Mirror coverage of 'angelic' mosque massacre suspect criticised in new Islamophobia report

The Daily Mirror’s front page coverage of the New Zealand mosque massacre suspect sent “angry shockwaves” through the Muslim community, according to findings in a new report.

The Scottish Parliament’s Cross-Party Group on Tackling Islamophobia also attributed the increased use of attention-grabbing “trigger” words in headlines to newsroom cuts across the UK media industry.

In its report, written by former BBC Scotland executive producer Uzma Mir and Peter Hopkins, professor of social geography at Newcastle University, the group offers new guidelines for reporting on Muslims and Islam.

The report was published last week following five focus group discussions held this year with young Muslims, non-Muslims, individuals and organisations, as well as senior print and broadcast journalists.

In one of the focus groups, a participant claimed a Daily Mirror headline from earlier this year describing the white suspect in the New Zealand mosque massacre as “angelic” had sent “angry shockwaves throughout the Muslim community”, according to the report.

The headline appeared on an early edition of the paper after Brenton Tarrant allegedly shot and killed 51 people at two mosques in Christchurch on 15 March. He denies all charges and awaits trial.

Although it was changed for a later edition “…inevitably some damage had been done” by the initial headline, the report said.

It said the Muslim community “saw this as an attempt to humanise the killer and ‘whitewash’ the incident”.

One of the focus group participants contrasted the Mirror’s portrayal of Tarrant with Westminster Bridge attacker Khaled Masood, whose troubled life was widely reported on and who was “portrayed as a lone wolf and without any links to international terror”.

The report blamed inaccurate use of terminology and exaggerations in headlines on widespread job cuts by news organisations as they struggle to replace dwindling print advertising revenues with profits from digital.

It said: “All groups – including our non-Muslim group – were divided as to whether this was done out of ignorance or because of a lack of knowledge, or whether this was done to get clicks.

“Media industry cutbacks are likely to have exacerbated this problem, with reductions in the number of sub-editors at some papers, and some news reporters now required to write their own headlines without training as sub-editors.”

The young persons’ focus group in particular said there were certain words that act as “trigger” words in headlines and introductory paragraphs to ensure newspapers are bought and online stories are clicked on, with the report giving “jihad” as an often misused word.

Hijab, niqab and burka are also used seemingly interchangeably “without much regard for accuracy”, participants said.

“Getting these terms right goes a long way to cementing trust between Muslim communities and journalists,” the report said.

The new guidelines note that headlines and introductions should be attention-grabbing to get readers and viewers to stay engaged, but said this should not come at the expense of accurate terminology.

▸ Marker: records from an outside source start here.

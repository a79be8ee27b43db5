//! Character-level rules for names in the `volume:\directory\file.ext` grammar.

/// Whether glob characters (`*`, `?`) are acceptable in a name.
#[derive(Debug, Clone, Copy, PartialEq, Eq)]
pub enum Wildcards {
    Allowed,
    Forbidden,
}

const RESERVED: &[char] = &['<', '>', '"', '|', '/', ':'];
const GLOB: &[char] = &['*', '?'];

fn is_legal(c: char, wildcards: Wildcards) -> bool {
    if c.is_ascii_control() || RESERVED.contains(&c) {
        return false;
    }
    wildcards == Wildcards::Allowed || !GLOB.contains(&c)
}

/// True if `name` is a legal single file name. Directory separators are
/// not allowed.
pub fn is_good_file_name(name: &str, wildcards: Wildcards) -> bool {
    name.chars().all(|c| c != '\\' && is_legal(c, wildcards))
}

/// True if `dir` is a legal directory span. Same rules as
/// [`is_good_file_name`] except that `\` separators may appear.
pub fn is_good_directory(dir: &str, wildcards: Wildcards) -> bool {
    dir.chars().all(|c| c == '\\' || is_legal(c, wildcards))
}

/// True if every character is printable ASCII (space through `~`).
///
/// Some programs refuse to open files whose names fall outside this range.
pub fn is_printable(s: &str) -> bool {
    s.bytes().all(|b| (0x20..=0x7e).contains(&b))
}

/// True if any byte lies outside 7-bit ASCII.
pub fn is_extended_ascii(s: &str) -> bool {
    !s.is_ascii()
}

Mir said: “The media has significant power in shaping how Islam and Muslims are represented and therefore the extent to which Muslims experience everyday racism and Islamophobia.

“In most polls and from our own work with focus groups, many Muslims felt that that there was an issue with Islamophobia and that the media played a major part in its rise. We hope these guidelines encourage further change and are a useful tool for those working in different roles and in diverse forms of media in Scotland.”

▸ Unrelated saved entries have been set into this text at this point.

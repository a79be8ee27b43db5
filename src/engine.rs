use std::ops::ControlFlow;

use tracing::{debug, debug_span};

use crate::entry::DirEntry;
use crate::enumerator::DirEnumerator;
use crate::error::DirTreeError;
use crate::spec::PathSpec;
use crate::traits::Listing;

// ---------------------------------------------------------------------------
// Mode
// ---------------------------------------------------------------------------

/// How far a walk reaches below the pattern's own directory.
#[derive(Debug, Clone, Copy, PartialEq, Eq, Default)]
pub enum Mode {
    /// Only the pattern's own level.
    #[default]
    ShallowOnly,
    /// The pattern's level, then the same pattern under every subfolder.
    IncludeSubfolders,
}

// ---------------------------------------------------------------------------
// Walker
// ---------------------------------------------------------------------------

/// Per-walk counters, filled in as levels are read.
#[derive(Debug, Default, Clone, Copy)]
pub(crate) struct Tally {
    pub files: usize,
    pub dirs: usize,
    pub levels: usize,
    pub skipped_levels: usize,
}

/// State shared by every level of one walk.
pub(crate) struct Walker<'a> {
    listing: &'a dyn Listing,
    mode: Mode,
    visitor: &'a mut dyn FnMut(&DirEntry) -> ControlFlow<()>,
    errors: Option<&'a mut Vec<DirTreeError>>,
    pub tally: Tally,
}

impl<'a> Walker<'a> {
    pub(crate) fn new(
        listing: &'a dyn Listing,
        mode: Mode,
        visitor: &'a mut dyn FnMut(&DirEntry) -> ControlFlow<()>,
    ) -> Self {
        Self { listing, mode, visitor, errors: None, tally: Tally::default() }
    }

    /// Record enumeration failures into `errors` instead of only logging them.
    pub(crate) fn collect_errors(mut self, errors: &'a mut Vec<DirTreeError>) -> Self {
        self.errors = Some(errors);
        self
    }

    /// Visit every entry matching `pattern`, then, when descending, repeat
    /// under each subfolder of the pattern's directory. Depth-first; a
    /// level's own matches come before anything inside its subfolders.
    ///
    /// There is no depth limit and no cycle detection. Links are listed but
    /// never reported as directories, so the host listing cannot loop.
    pub(crate) fn walk(&mut self, pattern: &PathSpec, depth: usize) -> ControlFlow<()> {
        let span = debug_span!("walk_level", pattern = %pattern, depth);
        let _enter = span.enter();

        // Match pass: the caller's filter, no regard for the directory flag.
        let mut matched = DirEnumerator::open(self.listing, pattern);
        self.note_open(&mut matched);
        for entry in matched.by_ref() {
            if entry.is_dir() {
                self.tally.dirs += 1;
            } else {
                self.tally.files += 1;
            }
            (self.visitor)(&entry)?;
        }
        drop(matched);

        if self.mode == Mode::ShallowOnly {
            return ControlFlow::Continue(());
        }

        // Descend pass: every folder at this level, whatever the filter.
        let (volume, directory, file) = pattern.split3();
        let everything = match PathSpec::from_parts(volume, directory, "*") {
            Ok(spec) => spec,
            Err(err) => {
                self.record(err);
                return ControlFlow::Continue(());
            }
        };

        let mut folders = DirEnumerator::open(self.listing, &everything);
        self.note_open(&mut folders);
        for entry in folders.by_ref() {
            if !entry.is_dir() {
                continue;
            }
            let child_dir = format!("{directory}{}", entry.name);
            match PathSpec::from_parts(volume, &child_dir, file) {
                Ok(child) => self.walk(&child, depth + 1)?,
                Err(err) => self.record(err),
            }
        }
        ControlFlow::Continue(())
    }

    fn note_open(&mut self, it: &mut DirEnumerator) {
        match it.take_open_error() {
            Some(err) => {
                self.tally.skipped_levels += 1;
                self.record(err);
            }
            None => self.tally.levels += 1,
        }
    }

    fn record(&mut self, err: DirTreeError) {
        debug!(error = %err, network = err.is_network(), "level skipped");
        if let Some(errors) = self.errors.as_mut() {
            errors.push(err);
        }
    }
}

// ---------------------------------------------------------------------------
// Free functions
// ---------------------------------------------------------------------------

/// Call `visitor` for every entry matching `pattern`, descending into
/// subfolders when `mode` asks for it.
///
/// Levels that cannot be listed contribute nothing and never stop the walk.
///
/// ```rust,no_run
/// use dirtree::{engine, FsListing, Mode, PathSpec};
///
/// let pattern = PathSpec::new("src\\*.rs")?;
/// engine::for_each(&FsListing::new(), &pattern, Mode::IncludeSubfolders, |entry| {
///     println!("{}", entry.spec);
/// });
/// # Ok::<(), dirtree::DirTreeError>(())
/// ```
pub fn for_each<F>(listing: &dyn Listing, pattern: &PathSpec, mode: Mode, mut visitor: F)
where
    F: FnMut(&DirEntry),
{
    let mut visit = |entry: &DirEntry| -> ControlFlow<()> {
        visitor(entry);
        ControlFlow::Continue(())
    };
    let _ = Walker::new(listing, mode, &mut visit).walk(pattern, 0);
}

/// Like [`for_each`], but `visitor` may stop the walk by returning
/// [`ControlFlow::Break`]. Returns `Break` if it did.
pub fn try_for_each<F>(
    listing: &dyn Listing,
    pattern: &PathSpec,
    mode: Mode,
    mut visitor: F,
) -> ControlFlow<()>
where
    F: FnMut(&DirEntry) -> ControlFlow<()>,
{
    Walker::new(listing, mode, &mut visitor).walk(pattern, 0)
}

The report noted that progress is being made but that this could still be “quickly undermined by individual cases that create the impression of an inconsistency or an ‘us’ versus ‘them’ approach”.

Some focus group participants said the media in Scotland was “bad, but not as bad” as the media in England, which was seen as more hostile.

But some said Muslims appeared to simply be “not on the radar” of Scottish media, which therefore appears “quite dismissive” of them except when reporting terror attacks or the war on ISIS when Islam receives a “great deal” of attention.

The report said Muslim teenagers in particular saw media coverage about them as overwhelmingly negative, adding that young people urged journalists to be “more well-informed”.

In response, the guidelines encourage journalists and programme-makers to offer more regular coverage of the Muslim community and its positive contributions and successes.

They also recommend improving representation in Scottish print newsrooms, where Muslims are “largely invisible”, as “more diverse workplaces are better, more effective and fairer”.

Anas Sarwar MSP, chair of the CPG, said: “Rightly or wrongly, people blame politicians and the media for rising divisions in society.

“The CPG set out to address these issues, and I would like to thank all the journalists and editors for their positive engagement with this ground-breaking initiative.

“These guidelines can demonstrate leadership from Scotland to the rest of the UK and other parts of the world. I hope this becomes a regularly used tool and acts as a quick guide for the media.”

The guidelines have been endorsed by the National Union of Journalists, whose Scotland organiser John Toner described them as an “important step in making our media more representative, and our society more inclusive”.